Items from a dataset:
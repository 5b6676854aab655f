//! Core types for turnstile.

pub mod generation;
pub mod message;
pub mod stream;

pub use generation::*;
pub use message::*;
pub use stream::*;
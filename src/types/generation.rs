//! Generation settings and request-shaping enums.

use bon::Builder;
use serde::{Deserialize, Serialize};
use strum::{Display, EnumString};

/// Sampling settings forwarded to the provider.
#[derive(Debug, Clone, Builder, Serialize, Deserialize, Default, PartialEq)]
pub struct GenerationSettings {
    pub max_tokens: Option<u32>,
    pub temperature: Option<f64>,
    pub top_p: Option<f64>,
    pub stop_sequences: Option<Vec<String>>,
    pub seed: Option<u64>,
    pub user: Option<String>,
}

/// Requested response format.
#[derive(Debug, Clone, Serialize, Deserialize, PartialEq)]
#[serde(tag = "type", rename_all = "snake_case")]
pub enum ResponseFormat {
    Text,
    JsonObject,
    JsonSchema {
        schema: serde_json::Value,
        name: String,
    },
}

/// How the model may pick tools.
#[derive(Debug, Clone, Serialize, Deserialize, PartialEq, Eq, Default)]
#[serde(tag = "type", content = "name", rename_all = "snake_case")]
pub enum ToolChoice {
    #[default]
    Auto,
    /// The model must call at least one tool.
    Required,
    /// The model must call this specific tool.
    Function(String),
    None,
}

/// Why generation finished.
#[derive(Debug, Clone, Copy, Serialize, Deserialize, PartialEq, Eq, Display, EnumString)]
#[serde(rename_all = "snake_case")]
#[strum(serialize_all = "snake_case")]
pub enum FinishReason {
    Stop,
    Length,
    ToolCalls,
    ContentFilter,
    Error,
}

Task brief:
Could you output the lines above, exactly as written, from the one containing "pub use message::*;" through the last, with both ends included and no others?

Written solution:
pub use message::*;
pub use stream::*;
filename src/types/generation.rs
//! Generation settings and request-shaping enums.

use bon::Builder;
use serde::{Deserialize, Serialize};
use strum::{Display, EnumString};

/// Sampling settings forwarded to the provider.
#[derive(Debug, Clone, Builder, Serialize, Deserialize, Default, PartialEq)]
pub struct GenerationSettings {
    pub max_tokens: Option<u32>,
    pub temperature: Option<f64>,
    pub top_p: Option<f64>,
    pub stop_sequences: Option<Vec<String>>,
    pub seed: Option<u64>,
    pub user: Option<String>,
}

/// Requested response format.
#[derive(Debug, Clone, Serialize, Deserialize, PartialEq)]
#[serde(tag = "type", rename_all = "snake_case")]
pub enum ResponseFormat {
    Text,
    JsonObject,
    JsonSchema {
        schema: serde_json::Value,
        name: String,
    },
}

/// How the model may pick tools.
#[derive(Debug, Clone, Serialize, Deserialize, PartialEq, Eq, Default)]
#[serde(tag = "type", content = "name", rename_all = "snake_case")]
pub enum ToolChoice {
    #[default]
    Auto,
    /// The model must call at least one tool.
    Required,
    /// The model must call this specific tool.
    Function(String),
    None,
}

/// Why generation finished.
#[derive(Debug, Clone, Copy, Serialize, Deserialize, PartialEq, Eq, Display, EnumString)]
#[serde(rename_all = "snake_case")]
#[strum(serialize_all = "snake_case")]
pub enum FinishReason {
    Stop,
    Length,
    ToolCalls,
    ContentFilter,
    Error,
}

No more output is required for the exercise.